SUPPLIED MATERIAL:
┄┄┄┄┄┄┄┄┄┄

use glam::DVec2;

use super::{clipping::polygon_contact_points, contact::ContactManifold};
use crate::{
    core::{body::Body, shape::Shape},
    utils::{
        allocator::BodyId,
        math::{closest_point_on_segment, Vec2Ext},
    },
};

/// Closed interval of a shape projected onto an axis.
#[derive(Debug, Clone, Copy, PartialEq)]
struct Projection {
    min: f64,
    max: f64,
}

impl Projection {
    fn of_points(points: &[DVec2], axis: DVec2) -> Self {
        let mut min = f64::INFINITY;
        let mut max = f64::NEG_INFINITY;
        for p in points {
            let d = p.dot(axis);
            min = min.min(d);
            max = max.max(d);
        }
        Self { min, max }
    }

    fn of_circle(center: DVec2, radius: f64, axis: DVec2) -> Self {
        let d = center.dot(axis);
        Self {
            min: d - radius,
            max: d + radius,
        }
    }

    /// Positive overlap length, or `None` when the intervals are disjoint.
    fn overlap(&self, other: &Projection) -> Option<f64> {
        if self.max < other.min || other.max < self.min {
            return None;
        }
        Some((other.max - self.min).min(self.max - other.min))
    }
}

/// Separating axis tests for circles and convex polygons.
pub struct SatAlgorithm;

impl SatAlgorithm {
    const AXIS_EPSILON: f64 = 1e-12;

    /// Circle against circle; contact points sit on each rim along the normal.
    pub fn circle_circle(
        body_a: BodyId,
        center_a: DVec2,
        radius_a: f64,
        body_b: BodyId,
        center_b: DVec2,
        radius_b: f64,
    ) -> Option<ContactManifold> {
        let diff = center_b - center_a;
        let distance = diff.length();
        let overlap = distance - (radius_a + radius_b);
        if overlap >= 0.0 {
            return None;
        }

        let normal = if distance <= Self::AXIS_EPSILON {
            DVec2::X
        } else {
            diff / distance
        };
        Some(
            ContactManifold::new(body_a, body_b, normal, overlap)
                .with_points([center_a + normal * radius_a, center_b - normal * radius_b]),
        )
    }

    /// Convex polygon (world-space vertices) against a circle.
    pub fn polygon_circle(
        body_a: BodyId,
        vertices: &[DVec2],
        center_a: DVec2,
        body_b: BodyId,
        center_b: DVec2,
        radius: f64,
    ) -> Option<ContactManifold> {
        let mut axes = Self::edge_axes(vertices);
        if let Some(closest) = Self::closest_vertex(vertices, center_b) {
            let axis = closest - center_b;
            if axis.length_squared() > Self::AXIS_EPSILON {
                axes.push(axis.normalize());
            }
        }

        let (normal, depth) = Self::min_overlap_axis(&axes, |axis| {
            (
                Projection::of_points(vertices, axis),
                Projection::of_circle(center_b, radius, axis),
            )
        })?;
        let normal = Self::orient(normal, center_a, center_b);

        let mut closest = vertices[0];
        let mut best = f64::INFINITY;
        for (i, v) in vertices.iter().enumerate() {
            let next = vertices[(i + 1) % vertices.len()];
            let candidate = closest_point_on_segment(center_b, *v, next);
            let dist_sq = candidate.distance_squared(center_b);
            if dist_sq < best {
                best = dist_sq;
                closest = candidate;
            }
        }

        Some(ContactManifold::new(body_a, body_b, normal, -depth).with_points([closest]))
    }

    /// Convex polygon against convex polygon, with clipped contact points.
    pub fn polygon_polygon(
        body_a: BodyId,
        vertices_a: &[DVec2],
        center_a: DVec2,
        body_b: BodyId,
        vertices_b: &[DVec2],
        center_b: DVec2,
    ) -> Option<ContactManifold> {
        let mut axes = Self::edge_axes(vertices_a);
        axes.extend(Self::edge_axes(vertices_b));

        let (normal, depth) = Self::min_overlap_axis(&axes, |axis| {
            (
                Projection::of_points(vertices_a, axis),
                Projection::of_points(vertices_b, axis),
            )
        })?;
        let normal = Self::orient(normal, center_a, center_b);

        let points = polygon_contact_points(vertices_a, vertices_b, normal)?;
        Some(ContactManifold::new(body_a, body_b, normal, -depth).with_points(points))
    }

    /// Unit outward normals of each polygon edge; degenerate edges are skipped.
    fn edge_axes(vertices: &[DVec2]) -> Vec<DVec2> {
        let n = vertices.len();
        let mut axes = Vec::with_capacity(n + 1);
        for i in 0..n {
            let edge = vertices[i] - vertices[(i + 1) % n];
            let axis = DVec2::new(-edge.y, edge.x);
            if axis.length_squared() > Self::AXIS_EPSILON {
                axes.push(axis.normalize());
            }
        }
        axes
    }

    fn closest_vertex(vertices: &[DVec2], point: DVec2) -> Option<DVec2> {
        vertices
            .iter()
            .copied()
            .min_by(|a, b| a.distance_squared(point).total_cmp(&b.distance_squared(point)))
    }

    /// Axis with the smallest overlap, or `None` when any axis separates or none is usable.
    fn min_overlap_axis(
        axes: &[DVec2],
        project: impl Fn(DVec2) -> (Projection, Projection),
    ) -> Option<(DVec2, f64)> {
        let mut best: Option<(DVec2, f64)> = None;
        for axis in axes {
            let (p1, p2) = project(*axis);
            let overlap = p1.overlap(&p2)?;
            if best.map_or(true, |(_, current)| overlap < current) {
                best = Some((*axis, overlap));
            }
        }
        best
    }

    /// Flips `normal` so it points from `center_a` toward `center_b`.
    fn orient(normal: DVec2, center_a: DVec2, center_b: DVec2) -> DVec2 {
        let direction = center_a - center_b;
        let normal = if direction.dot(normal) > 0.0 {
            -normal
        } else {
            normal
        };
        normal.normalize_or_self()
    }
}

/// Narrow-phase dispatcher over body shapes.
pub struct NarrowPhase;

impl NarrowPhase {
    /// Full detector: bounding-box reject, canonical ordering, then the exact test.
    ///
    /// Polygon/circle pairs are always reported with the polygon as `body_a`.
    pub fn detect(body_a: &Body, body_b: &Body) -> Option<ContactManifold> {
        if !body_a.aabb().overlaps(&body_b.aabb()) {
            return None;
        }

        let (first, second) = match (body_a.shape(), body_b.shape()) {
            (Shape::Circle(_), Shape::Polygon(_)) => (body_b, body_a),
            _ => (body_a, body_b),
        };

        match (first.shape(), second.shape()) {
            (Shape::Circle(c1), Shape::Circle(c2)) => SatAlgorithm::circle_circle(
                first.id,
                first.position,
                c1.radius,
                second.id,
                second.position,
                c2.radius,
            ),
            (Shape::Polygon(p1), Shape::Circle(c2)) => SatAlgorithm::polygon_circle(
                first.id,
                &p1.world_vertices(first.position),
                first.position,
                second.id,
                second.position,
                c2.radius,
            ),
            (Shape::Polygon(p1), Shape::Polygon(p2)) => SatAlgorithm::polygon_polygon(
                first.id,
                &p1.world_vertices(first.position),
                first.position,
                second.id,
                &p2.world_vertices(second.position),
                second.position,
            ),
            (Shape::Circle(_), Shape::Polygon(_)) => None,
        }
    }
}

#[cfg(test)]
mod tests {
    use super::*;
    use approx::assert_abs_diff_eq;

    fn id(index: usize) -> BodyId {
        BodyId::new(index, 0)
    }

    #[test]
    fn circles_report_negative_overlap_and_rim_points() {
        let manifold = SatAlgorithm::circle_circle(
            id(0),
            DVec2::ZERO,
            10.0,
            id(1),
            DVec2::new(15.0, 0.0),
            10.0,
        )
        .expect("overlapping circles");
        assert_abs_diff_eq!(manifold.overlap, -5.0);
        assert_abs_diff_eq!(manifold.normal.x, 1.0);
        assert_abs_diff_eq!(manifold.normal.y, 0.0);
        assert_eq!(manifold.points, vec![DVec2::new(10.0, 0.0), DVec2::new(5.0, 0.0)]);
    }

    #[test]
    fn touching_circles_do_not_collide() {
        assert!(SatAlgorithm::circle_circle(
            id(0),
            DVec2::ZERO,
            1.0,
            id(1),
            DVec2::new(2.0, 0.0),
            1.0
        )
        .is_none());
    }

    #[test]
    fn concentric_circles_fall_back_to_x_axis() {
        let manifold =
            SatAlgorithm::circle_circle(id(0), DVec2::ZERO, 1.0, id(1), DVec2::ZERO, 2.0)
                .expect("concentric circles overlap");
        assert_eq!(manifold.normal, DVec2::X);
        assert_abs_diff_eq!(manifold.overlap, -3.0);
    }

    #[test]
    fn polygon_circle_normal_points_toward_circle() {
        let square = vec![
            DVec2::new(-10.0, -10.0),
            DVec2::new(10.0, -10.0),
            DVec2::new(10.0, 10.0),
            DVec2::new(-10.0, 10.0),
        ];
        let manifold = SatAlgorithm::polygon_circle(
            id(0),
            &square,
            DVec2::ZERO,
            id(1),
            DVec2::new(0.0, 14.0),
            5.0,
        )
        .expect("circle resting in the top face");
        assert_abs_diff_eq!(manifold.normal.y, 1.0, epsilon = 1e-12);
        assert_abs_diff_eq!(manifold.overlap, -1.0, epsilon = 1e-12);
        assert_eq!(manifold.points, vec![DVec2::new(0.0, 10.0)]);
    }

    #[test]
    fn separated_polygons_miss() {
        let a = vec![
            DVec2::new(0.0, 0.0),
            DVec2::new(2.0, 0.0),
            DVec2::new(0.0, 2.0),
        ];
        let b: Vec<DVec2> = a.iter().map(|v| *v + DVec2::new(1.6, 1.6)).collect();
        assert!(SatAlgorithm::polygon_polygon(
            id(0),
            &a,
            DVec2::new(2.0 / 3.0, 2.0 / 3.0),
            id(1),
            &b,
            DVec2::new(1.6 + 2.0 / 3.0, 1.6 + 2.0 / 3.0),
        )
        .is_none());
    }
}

┄┄┄┄┄┄┄┄┄┄

TASK: Go through the material and select each line with the string "direction" in it.

REPLY TO THE EXERCISE:
        let direction = center_a - center_b;
        let normal = if direction.dot(normal) > 0.0 {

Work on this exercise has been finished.